Авторская датировка идиллии вызывала сомнения уже у друзей писателя и его первого биографа. П. А. Кулиш, повторив в статье „Выправка некоторых биографических известий о Гоголе“ указание на 1827 г., как дату создания „Ганца Кюхельгартена“, сопроводил в „Опыте биографии Н. В. Гоголя“ и „Записках о жизни Н. В. Гоголя“ свои сообщения осторожным примечанием, излагавшим колебания Н. Я. Прокоповича. Последний склонялся к мысли, что „Ганц Кюхельгартен“ написан в 1829 г. и помечен (на титульном листе) ложной датой: „Если бы Гоголь написал свою поэму в Гимназии… то хоть отрывок из нее был бы известен кому-нибудь из тогдашней его публики. Нет, эта поэма была написана именно в то время, когда он проживал без дела в Петербурге“.

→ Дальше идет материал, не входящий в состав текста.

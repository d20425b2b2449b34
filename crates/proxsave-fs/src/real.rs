//! The "real" filesystem handle: operates directly on the host filesystem.

use std::fs::{self, File, OpenOptions};
use std::io::Write;
use std::path::{Path, PathBuf};

use crate::{DirEntry, FileStat, FileSystem, OpenFlags, ReadSeek, ReadWriteSeek};

#[derive(Debug, Default, Clone, Copy)]
pub struct RealFs;

impl RealFs {
    pub fn new() -> Self {
        Self
    }
}

fn to_dir_entry(entry: fs::DirEntry) -> anyhow::Result<DirEntry> {
    let meta = entry.metadata()?;
    Ok(DirEntry {
        name: entry.file_name().to_string_lossy().to_string(),
        is_dir: meta.is_dir(),
        mode: file_mode(&meta),
        mod_time: meta.modified()?,
    })
}

#[cfg(unix)]
fn file_mode(meta: &fs::Metadata) -> u32 {
    use std::os::unix::fs::PermissionsExt as _;
    meta.permissions().mode()
}

#[cfg(not(unix))]
fn file_mode(meta: &fs::Metadata) -> u32 {
    if meta.permissions().readonly() { 0o444 } else { 0o644 }
}

#[cfg(unix)]
fn owner_ids(meta: &fs::Metadata) -> (u32, u32) {
    use std::os::unix::fs::MetadataExt as _;
    (meta.uid(), meta.gid())
}

#[cfg(not(unix))]
fn owner_ids(_meta: &fs::Metadata) -> (u32, u32) {
    (0, 0)
}

#[cfg(unix)]
fn set_perm(path: &Path, perm: u32) -> anyhow::Result<()> {
    use std::os::unix::fs::PermissionsExt as _;
    fs::set_permissions(path, fs::Permissions::from_mode(perm))?;
    Ok(())
}

#[cfg(not(unix))]
fn set_perm(_path: &Path, _perm: u32) -> anyhow::Result<()> {
    Ok(())
}

impl FileSystem for RealFs {
    fn open(&self, path: &Path) -> anyhow::Result<Box<dyn ReadSeek>> {
        Ok(Box::new(File::open(path)?))
    }

    fn create(&self, path: &Path, perm: u32) -> anyhow::Result<Box<dyn Write>> {
        let file = File::create(path)?;
        set_perm(path, perm)?;
        Ok(Box::new(file))
    }

    fn open_with_flags(&self, path: &Path, flags: OpenFlags) -> anyhow::Result<Box<dyn ReadWriteSeek>> {
        let file = OpenOptions::new()
            .read(flags.read)
            .write(flags.write)
            .create(flags.create)
            .create_new(flags.create_new)
            .truncate(flags.truncate)
            .append(flags.append)
            .open(path)?;
        Ok(Box::new(file))
    }

    fn read_file(&self, path: &Path) -> anyhow::Result<Vec<u8>> {
        Ok(fs::read(path)?)
    }

    fn write_file(&self, path: &Path, data: &[u8], perm: u32) -> anyhow::Result<()> {
        let mut file = File::create(path)?;
        file.write_all(data)?;
        set_perm(path, perm)?;
        Ok(())
    }

    fn mkdir_all(&self, path: &Path, perm: u32) -> anyhow::Result<()> {
        fs::create_dir_all(path)?;
        set_perm(path, perm)?;
        Ok(())
    }

    fn mkdir_temp(&self, base: &Path, pattern: &str) -> anyhow::Result<PathBuf> {
        fs::create_dir_all(base)?;
        let dir = tempfile::Builder::new()
            .prefix(pattern)
            .tempdir_in(base)?
            .keep();
        Ok(dir)
    }

    fn read_dir(&self, path: &Path) -> anyhow::Result<Vec<DirEntry>> {
        let mut out = Vec::new();
        for entry in fs::read_dir(path)? {
            out.push(to_dir_entry(entry?)?);
        }
        Ok(out)
    }

    fn stat(&self, path: &Path) -> anyhow::Result<FileStat> {
        let meta = fs::symlink_metadata(path)?;
        let (uid, gid) = owner_ids(&meta);
        Ok(FileStat {
            is_dir: meta.is_dir(),
            is_symlink: meta.is_symlink(),
            size: meta.len(),
            mode: file_mode(&meta),
            mod_time: meta.modified()?,
            uid,
            gid,
        })
    }

    fn readlink(&self, path: &Path) -> anyhow::Result<PathBuf> {
        Ok(fs::read_link(path)?)
    }

    #[cfg(unix)]
    fn symlink(&self, target: &Path, link: &Path) -> anyhow::Result<()> {
        std::os::unix::fs::symlink(target, link)?;
        Ok(())
    }

    #[cfg(not(unix))]
    fn symlink(&self, target: &Path, link: &Path) -> anyhow::Result<()> {
        std::os::windows::fs::symlink_file(target, link)?;
        Ok(())
    }

    fn remove(&self, path: &Path) -> anyhow::Result<()> {
        let meta = fs::symlink_metadata(path)?;
        if meta.is_dir() {
            fs::remove_dir(path)?;
        } else {
            fs::remove_file(path)?;
        }
        Ok(())
    }

    fn remove_all(&self, path: &Path) -> anyhow::Result<()> {
        match fs::remove_dir_all(path) {
            Ok(()) => Ok(()),
            Err(e) if e.kind() == std::io::ErrorKind::NotFound => Ok(()),
            Err(e) => {
                // remove_dir_all fails on a plain file target; fall back.
                if fs::remove_file(path).is_ok() {
                    Ok(())
                } else {
                    Err(e.into())
                }
            }
        }
    }

    fn rename(&self, from: &Path, to: &Path) -> anyhow::Result<()> {
        fs::rename(from, to)?;
        Ok(())
    }

    fn resolve(&self, path: &Path) -> PathBuf {
        path.to_path_buf()
    }
}

#[cfg(test)]
mod tests {
    use super::*;

    #[test]
    fn write_read_round_trip() {
        let tmp = tempfile::tempdir().unwrap();
        let fs = RealFs::new();
        let path = tmp.path().join("a.txt");
        fs.write_file(&path, b"hello", 0o640).unwrap();
        assert_eq!(fs.read_file(&path).unwrap(), b"hello");
    }

    #[test]
    fn mkdir_temp_creates_unique_dirs() {
        let tmp = tempfile::tempdir().unwrap();
        let fs = RealFs::new();
        let a = fs.mkdir_temp(tmp.path(), "stage-").unwrap();
        let b = fs.mkdir_temp(tmp.path(), "stage-").unwrap();
        assert_ne!(a, b);
        assert!(a.is_dir());
        assert!(b.is_dir());
    }

    #[test]
    fn remove_all_is_idempotent_on_missing_path() {
        let tmp = tempfile::tempdir().unwrap();
        let fs = RealFs::new();
        fs.remove_all(&tmp.path().join("missing")).unwrap();
    }
}
//! Argument redaction: the policy is plain data, applied only at log-format
//! time. It never touches the argv handed to the subprocess.

use std::collections::HashSet;

const REDACTED: &str = "<redacted>";

#[derive(Debug, Clone, Default)]
pub struct RedactionPolicy {
    flag_names: HashSet<String>,
    positional_indices: HashSet<usize>,
}

impl RedactionPolicy {
    pub fn none() -> Self {
        Self::default()
    }

    pub fn new(flag_names: impl IntoIterator<Item = impl Into<String>>, positional_indices: impl IntoIterator<Item = usize>) -> Self {
        Self {
            flag_names: flag_names.into_iter().map(Into::into).collect(),
            positional_indices: positional_indices.into_iter().collect(),
        }
    }

    /// Render `args` for logging: the value following a listed flag name
    /// and any value at a listed positional index are replaced.
    pub fn redact(&self, args: &[String]) -> Vec<String> {
        let mut out = Vec::with_capacity(args.len());
        let mut redact_next = false;
        for (idx, arg) in args.iter().enumerate() {
            if redact_next {
                out.push(REDACTED.to_string());
                redact_next = false;
                continue;
            }
            if self.positional_indices.contains(&idx) {
                out.push(REDACTED.to_string());
                continue;
            }
            out.push(arg.clone());
            if self.flag_names.contains(arg) {
                redact_next = true;
            }
        }
        out
    }

    pub fn format_for_log(&self, name: &str, args: &[String]) -> String {
        let redacted = self.redact(args);
        format!("{name} {}", redacted.join(" "))
    }
}
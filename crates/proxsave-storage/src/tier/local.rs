//! A local-directory tier: the primary backup destination, or a
//! secondary disk/SSH-mounted directory.

use std::path::{Path, PathBuf};

use async_trait::async_trait;
use chrono::{DateTime, Utc};
use proxsave_cmd::RunContext;
use tracing::{debug, warn};

use crate::retention::{plan_retention, RetentionPolicy};
use crate::target::{FsInfo, RemoteEntry, StorageTarget, TierLocation, TierUsage, UploadMetadata};
use crate::StorageError;

#[derive(Debug, Clone)]
pub struct LocalTier {
    name: String,
    dir: PathBuf,
    enabled: bool,
    critical: bool,
}

impl LocalTier {
    pub fn new(name: impl Into<String>, dir: impl Into<PathBuf>, enabled: bool, critical: bool) -> Self {
        Self {
            name: name.into(),
            dir: dir.into(),
            enabled,
            critical,
        }
    }

    fn bundle_path(&self, basename: &str) -> PathBuf {
        self.dir.join(basename)
    }
}

#[async_trait]
impl StorageTarget for LocalTier {
    fn name(&self) -> &str {
        &self.name
    }

    fn location(&self) -> TierLocation {
        TierLocation {
            primary: Some(self.dir.display().to_string()),
            secondary: None,
            cloud: None,
        }
    }

    fn is_enabled(&self) -> bool {
        self.enabled
    }

    fn is_critical(&self) -> bool {
        self.critical
    }

    async fn detect_filesystem(&self, _ctx: &RunContext) -> Result<FsInfo, StorageError> {
        tokio::fs::create_dir_all(&self.dir).await.map_err(|e| {
            if self.critical {
                StorageError::critical(&self.name, format!("cannot create {}: {e}", self.dir.display()))
            } else {
                StorageError::new(&self.name, format!("cannot create {}: {e}", self.dir.display()), false)
            }
        })?;

        let available = fs2::available_space(&self.dir).unwrap_or(0);
        let total = fs2::total_space(&self.dir).unwrap_or(0);
        Ok(FsInfo {
            filesystem_type: "local".to_string(),
            available_bytes: available,
            total_bytes: total,
        })
    }

    async fn store(
        &self,
        _ctx: &RunContext,
        local_path: &Path,
        metadata: &UploadMetadata,
    ) -> Result<(), StorageError> {
        let dest = self.bundle_path(&metadata.archive_basename);
        debug!(tier = %self.name, dest = %dest.display(), "copying bundle to local tier");
        tokio::fs::copy(local_path, &dest).await.map_err(|e| {
            let msg = format!("copy to {} failed: {e}", dest.display());
            if self.critical {
                StorageError::critical(&self.name, msg)
            } else {
                StorageError::new(&self.name, msg, false)
            }
        })?;
        Ok(())
    }

    async fn list(&self, _ctx: &RunContext) -> Result<Vec<RemoteEntry>, StorageError> {
        let mut out = Vec::new();
        let mut entries = match tokio::fs::read_dir(&self.dir).await {
            Ok(entries) => entries,
            Err(e) if e.kind() == std::io::ErrorKind::NotFound => return Ok(out),
            Err(e) => return Err(StorageError::new(&self.name, format!("list failed: {e}"), false)),
        };

        while let Some(entry) = entries
            .next_entry()
            .await
            .map_err(|e| StorageError::new(&self.name, format!("list failed: {e}"), false))?
        {
            let Ok(meta) = entry.metadata().await else {
                continue;
            };
            if !meta.is_file() {
                continue;
            }
            if !entry.file_name().to_string_lossy().ends_with(".bundle.tar") {
                continue;
            }
            let modified: Option<DateTime<Utc>> = meta.modified().ok().map(DateTime::<Utc>::from);
            out.push(RemoteEntry {
                name: entry.file_name().to_string_lossy().to_string(),
                size: meta.len(),
                modified_at: modified,
            });
        }
        Ok(out)
    }

    async fn delete(&self, _ctx: &RunContext, remote_path: &str) -> Result<(), StorageError> {
        let path = self.bundle_path(remote_path);
        match tokio::fs::remove_file(&path).await {
            Ok(()) => Ok(()),
            Err(e) if e.kind() == std::io::ErrorKind::NotFound => Ok(()),
            Err(e) => Err(StorageError::new(&self.name, format!("delete failed: {e}"), false)),
        }
    }

    async fn apply_retention(
        &self,
        ctx: &RunContext,
        policy: &RetentionPolicy,
    ) -> Result<u64, StorageError> {
        let entries = self.list(ctx).await?;
        let doomed = plan_retention(policy, Utc::now(), &entries);
        let mut removed = 0;
        for entry in doomed {
            if let Err(e) = self.delete(ctx, &entry.name).await {
                warn!(tier = %self.name, entry = %entry.name, error = %e, "retention delete failed");
                continue;
            }
            removed += 1;
        }
        Ok(removed)
    }

    async fn verify_upload(
        &self,
        _ctx: &RunContext,
        local_path: &Path,
        remote_path: &str,
    ) -> Result<bool, StorageError> {
        let remote = self.bundle_path(remote_path);
        let (Ok(local_meta), Ok(remote_meta)) =
            (tokio::fs::metadata(local_path).await, tokio::fs::metadata(&remote).await)
        else {
            return Ok(false);
        };
        Ok(local_meta.len() == remote_meta.len())
    }

    async fn get_stats(&self, ctx: &RunContext) -> Result<TierUsage, StorageError> {
        let entries = self.list(ctx).await?;
        Ok(TierUsage {
            total_backups: entries.len() as u64,
            available_space: Some(fs2::available_space(&self.dir).unwrap_or(0)),
            total_space: Some(fs2::total_space(&self.dir).unwrap_or(0)),
        })
    }
}
//! Static category registry.
//!
//! The registry is a compile-time table; every projection over it
//! (`by_role`, `categories_for_mode`, `staged_ids`, `export_only_ids`) is a
//! pure function, never a second hand-authored list.

use std::collections::BTreeSet;
use std::sync::OnceLock;

use globset::Glob;
use serde::{Deserialize, Serialize};

#[derive(Debug, Clone, Copy, PartialEq, Eq, Hash, Serialize, Deserialize)]
#[serde(rename_all = "snake_case")]
pub enum HostRole {
    Virtualization,
    BackupServer,
}

impl HostRole {
    pub fn as_str(self) -> &'static str {
        match self {
            HostRole::Virtualization => "pve",
            HostRole::BackupServer => "pbs",
        }
    }
}

/// A category's declared ownership. `Common` categories are returned by
/// `by_role` for both host roles.
#[derive(Debug, Clone, Copy, PartialEq, Eq, Hash, Serialize, Deserialize)]
#[serde(rename_all = "snake_case")]
pub enum CategoryRole {
    Virtualization,
    BackupServer,
    Common,
}

impl CategoryRole {
    fn matches(self, role: HostRole) -> bool {
        match (self, role) {
            (CategoryRole::Common, _) => true,
            (CategoryRole::Virtualization, HostRole::Virtualization) => true,
            (CategoryRole::BackupServer, HostRole::BackupServer) => true,
            _ => false,
        }
    }
}

/// Selection mode for `categories_for_mode`. `Quick` is the subset of a
/// role's categories considered safe and fast to collect on every run;
/// `Full` is every category for the role (including export-only ones).
#[derive(Debug, Clone, Copy, PartialEq, Eq, Hash, Serialize, Deserialize)]
#[serde(rename_all = "snake_case")]
pub enum BackupMode {
    Quick,
    Full,
}

#[derive(Debug, Clone, PartialEq, Eq)]
pub struct Category {
    pub id: &'static str,
    pub display_name: &'static str,
    pub description: &'static str,
    pub role: CategoryRole,
    pub paths: &'static [&'static str],
    pub export_only: bool,
    /// Included in the `Quick` backup mode. Every category is included in `Full`.
    pub quick: bool,
}

impl Category {
    /// Whether this category is applied via an external tool rather than a
    /// plain file copy.
    pub fn staged(&self) -> bool {
        staged_ids().contains(self.id)
    }
}

macro_rules! cat {
    ($id:literal, $name:literal, $desc:literal, $role:expr, $paths:expr, export_only: $export:literal, quick: $quick:literal) => {
        Category {
            id: $id,
            display_name: $name,
            description: $desc,
            role: $role,
            paths: $paths,
            export_only: $export,
            quick: $quick,
        }
    };
}

/// The full static registry, ~30 entries.
static REGISTRY: &[Category] = &[
    // --- common to both host roles ---
    cat!(
        "network",
        "Network interfaces",
        "Interface definitions, hostname and hosts file",
        CategoryRole::Common,
        &["./etc/network/interfaces", "./etc/network/interfaces.d/", "./etc/hostname", "./etc/hosts"],
        export_only: false, quick: true
    ),
    cat!(
        "resolver",
        "DNS resolver",
        "resolv.conf and systemd-resolved configuration",
        CategoryRole::Common,
        &["./etc/resolv.conf", "./etc/systemd/resolved.conf"],
        export_only: false, quick: true
    ),
    cat!(
        "ssh",
        "SSH daemon and host keys",
        "sshd_config, ssh_config and host key material",
        CategoryRole::Common,
        &["./etc/ssh/sshd_config", "./etc/ssh/ssh_config", "./etc/ssh/ssh_host_*"],
        export_only: false, quick: true
    ),
    cat!(
        "ntp",
        "Time synchronization",
        "chrony / systemd-timesyncd configuration",
        CategoryRole::Common,
        &["./etc/chrony.conf", "./etc/chrony/", "./etc/systemd/timesyncd.conf"],
        export_only: false, quick: true
    ),
    cat!(
        "cron",
        "Scheduled jobs",
        "System crontab and cron.d fragments",
        CategoryRole::Common,
        &["./etc/crontab", "./etc/cron.d/"],
        export_only: false, quick: false
    ),
    cat!(
        "fstab",
        "Filesystem table",
        "Static mount definitions (merged on restore, see repair::fstab)",
        CategoryRole::Common,
        &["./etc/fstab"],
        export_only: false, quick: true
    ),
    cat!(
        "apt_sources",
        "Package sources",
        "APT sources.list and sources.list.d fragments",
        CategoryRole::Common,
        &["./etc/apt/sources.list", "./etc/apt/sources.list.d/"],
        export_only: false, quick: false
    ),
    cat!(
        "host_management",
        "Host identity and service overrides",
        "Hostname, timezone and systemd drop-in overrides",
        CategoryRole::Common,
        &["./etc/hostname", "./etc/timezone", "./etc/systemd/system.conf", "./etc/systemd/system/*.conf.d/"],
        export_only: false, quick: false
    ),
    cat!(
        "users_groups",
        "Local users and groups",
        "passwd/group/shadow/sudoers; extracted for manual review only",
        CategoryRole::Common,
        &["./etc/passwd", "./etc/group", "./etc/shadow", "./etc/sudoers", "./etc/sudoers.d/"],
        export_only: true, quick: false
    ),
    cat!(
        "motd_issue",
        "Login banners",
        "motd and issue banners",
        CategoryRole::Common,
        &["./etc/motd", "./etc/issue"],
        export_only: false, quick: false
    ),
    cat!(
        "sysctl",
        "Kernel tunables",
        "sysctl.conf and sysctl.d fragments",
        CategoryRole::Common,
        &["./etc/sysctl.conf", "./etc/sysctl.d/"],
        export_only: false, quick: false
    ),
    cat!(
        "zfs_pools",
        "ZFS pool layout",
        "Pool topology snapshot used only to cross-check `zpool import` after restore",
        CategoryRole::Common,
        &["./var/lib/proxsave/zfs-inventory.json"],
        export_only: true, quick: false
    ),
    cat!(
        "host_inventory",
        "Hardware inventory",
        "NIC and block device inventory used by post-restore repairs",
        CategoryRole::Common,
        &["./var/lib/proxsave/nic-inventory.json", "./var/lib/proxsave/blk-inventory.json"],
        export_only: true, quick: false
    ),
    // --- virtualization host (pve-style) ---
    cat!(
        "pve_cluster",
        "Cluster configuration",
        "corosync cluster membership and config",
        CategoryRole::Virtualization,
        &["./etc/pve/corosync.conf", "./etc/corosync/"],
        export_only: false, quick: false
    ),
    cat!(
        "pve_firewall",
        "Cluster and host firewall",
        "Firewall rule sets; disruptive, rollback is armed after apply",
        CategoryRole::Virtualization,
        &["./etc/pve/firewall/", "./etc/pve/nodes/*/host.fw"],
        export_only: false, quick: false
    ),
    cat!(
        "pve_ha",
        "High availability",
        "HA groups and resource state; disruptive, rollback is armed after apply",
        CategoryRole::Virtualization,
        &["./etc/pve/ha/"],
        export_only: false, quick: false
    ),
    cat!(
        "pve_storage",
        "Storage definitions",
        "storage.cfg storage pool definitions",
        CategoryRole::Virtualization,
        &["./etc/pve/storage.cfg"],
        export_only: false, quick: true
    ),
    cat!(
        "pve_datacenter",
        "Datacenter defaults",
        "datacenter.cfg cluster-wide defaults",
        CategoryRole::Virtualization,
        &["./etc/pve/datacenter.cfg"],
        export_only: false, quick: true
    ),
    cat!(
        "pve_user",
        "Users and realms",
        "user.cfg and domains.cfg",
        CategoryRole::Virtualization,
        &["./etc/pve/user.cfg", "./etc/pve/domains.cfg"],
        export_only: false, quick: false
    ),
    cat!(
        "pve_notifications",
        "Notification targets",
        "notifications.cfg endpoints and matchers",
        CategoryRole::Virtualization,
        &["./etc/pve/notifications.cfg"],
        export_only: false, quick: false
    ),
    cat!(
        "pve_acme",
        "ACME/TLS certificates",
        "ACME account and certificate material",
        CategoryRole::Virtualization,
        &["./etc/pve/acme/", "./etc/pve/priv/acme/"],
        export_only: false, quick: false
    ),
    cat!(
        "pve_vzdump",
        "Backup job defaults",
        "vzdump.conf default job settings",
        CategoryRole::Virtualization,
        &["./etc/vzdump.conf"],
        export_only: false, quick: true
    ),
    cat!(
        "pve_sdn",
        "Software-defined networking",
        "SDN zone/vnet definitions",
        CategoryRole::Virtualization,
        &["./etc/pve/sdn/"],
        export_only: false, quick: false
    ),
    cat!(
        "pve_replication",
        "Storage replication",
        "replication.cfg job definitions",
        CategoryRole::Virtualization,
        &["./etc/pve/replication.cfg"],
        export_only: false, quick: false
    ),
    cat!(
        "pve_ceph",
        "Ceph configuration",
        "ceph.conf; export-only, cluster state is too sensitive to auto-apply",
        CategoryRole::Virtualization,
        &["./etc/ceph/ceph.conf", "./etc/pve/ceph.conf"],
        export_only: true, quick: false
    ),
    // --- backup server (pbs-style) ---
    cat!(
        "pbs_datastore",
        "Datastore definitions",
        "datastore.cfg datastore pool definitions",
        CategoryRole::BackupServer,
        &["./etc/proxmox-backup/datastore.cfg"],
        export_only: false, quick: true
    ),
    cat!(
        "pbs_firewall",
        "Host firewall",
        "firewall.cfg and node.cfg; disruptive, rollback is armed after apply",
        CategoryRole::BackupServer,
        &["./etc/proxmox-backup/firewall.cfg", "./etc/proxmox-backup/node.cfg"],
        export_only: false, quick: false
    ),
    cat!(
        "pbs_user",
        "Users and realms",
        "user.cfg and domains.cfg",
        CategoryRole::BackupServer,
        &["./etc/proxmox-backup/user.cfg", "./etc/proxmox-backup/domains.cfg"],
        export_only: false, quick: false
    ),
    cat!(
        "pbs_acl",
        "Access control lists",
        "acl.cfg permission assignments",
        CategoryRole::BackupServer,
        &["./etc/proxmox-backup/acl.cfg"],
        export_only: false, quick: false
    ),
    cat!(
        "pbs_remote",
        "Remote servers",
        "remote.cfg peer PBS definitions",
        CategoryRole::BackupServer,
        &["./etc/proxmox-backup/remote.cfg"],
        export_only: false, quick: false
    ),
    cat!(
        "pbs_sync",
        "Sync jobs",
        "sync.cfg pull/push job definitions",
        CategoryRole::BackupServer,
        &["./etc/proxmox-backup/sync.cfg"],
        export_only: false, quick: false
    ),
    cat!(
        "pbs_notifications",
        "Notification targets",
        "notifications.cfg and notifications-priv.cfg",
        CategoryRole::BackupServer,
        &["./etc/proxmox-backup/notifications.cfg", "./etc/proxmox-backup/notifications-priv.cfg"],
        export_only: false, quick: false
    ),
    cat!(
        "pbs_tape",
        "Tape backup",
        "tape.cfg and media-pool.cfg",
        CategoryRole::BackupServer,
        &["./etc/proxmox-backup/tape.cfg", "./etc/proxmox-backup/media-pool.cfg"],
        export_only: false, quick: false
    ),
    cat!(
        "pbs_cluster",
        "Cluster-wide proxy settings",
        "proxy.cfg",
        CategoryRole::BackupServer,
        &["./etc/proxmox-backup/proxy.cfg"],
        export_only: false, quick: false
    ),
];

/// Categories applied through an external tool rather than file copy.
/// Fixed, derived once.
fn staged_ids() -> &'static BTreeSet<&'static str> {
    static IDS: OnceLock<BTreeSet<&'static str>> = OnceLock::new();
    IDS.get_or_init(|| {
        [
            "pve_firewall",
            "pve_ha",
            "pve_storage",
            "pve_user",
            "pve_notifications",
            "pve_sdn",
            "pbs_datastore",
            "pbs_firewall",
            "pbs_user",
            "pbs_acl",
            "pbs_notifications",
        ]
        .into_iter()
            .collect()
    })
}

/// Categories whose disruptive reapplication arms a rollback timer.
pub fn disruptive_ids() -> &'static [&'static str] {
    &["pve_firewall", "pbs_firewall", "pve_ha"]
}

pub fn export_only_ids() -> BTreeSet<&'static str> {
    REGISTRY
        .iter()
        .filter(|c| c.export_only)
        .map(|c| c.id)
        .collect()
}

pub fn all() -> &'static [Category] {
    REGISTRY
}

Мысль о том, что Гоголь, располагая читателей и критику к снисхождению, прибег к мистифицированной дате, вполне допустима, тем более, что явной мистификацией было предисловие к книжке, написанное от имени неведомых издателей (идиллия была издана самим Гоголем). Однако, Н. С. Тихонравов и В. И. Шенрок настаивали на авторской датировке. Сомнения Прокоповича отводились ими ссылкой на чрезвычайную скрытность Гоголя, особенно в последние годы пребывания в Гимназии, а возможность отнесения идиллии к 1827 г. аргументировалась совпадениями мыслей и настроений Ганца с собственными высказываниями Гоголя в письмах этого периода (Соч., 10 изд., V, стр. 544; Шенрок, „Материалы“, I, стр. 159–161). И. В. Шаровольский, уделивший в специальной статье о „Ганце Кюхельгартене“ много внимания вопросу датировки, соглашался с Прокоповичем в утверждении, что Гоголь в гимназические годы не мог бы скрыть идиллии от товарищей. Трактуя, подобно Тихонравову и Шенроку, образ Ганца в биографическом плане, Шаровольский приводит параллели к тексту идиллии из позднейших писем Гоголя, в частности начала 1829 г. В конечном выводе исследователь заключал, что картины I–XVI были написаны во второй половине 1828 г., когда Гоголь, по окончании Гимназии, жил в Васильевке, а картины XVII–XVIII, в которых автор „заставляет своего героя отказаться от идеальных стремлений“, уже в Петербурге, под влиянием его собственных житейских неудач. К еще более схематичным выводам пришел, основываясь на столь же шатких психологических соображениях, Стендер-Петерсен. Этот исследователь различает в „Ганце Кюхельгартене“ собственно идиллические и романтические части. Создание первых (картины I, VI, VII и конец XVIII) он относит к концу лета 1827 г., когда автором якобы всецело владели идиллические настроения, а окончание работы — к лету 1828 г., — к этому времени Стендер-Петерсен относит знакомство и увлечение Гоголя немецкими романтиками. Построение Стендер-Петерсена подверглось разрушительной и вполне основательной критике В. Адамса.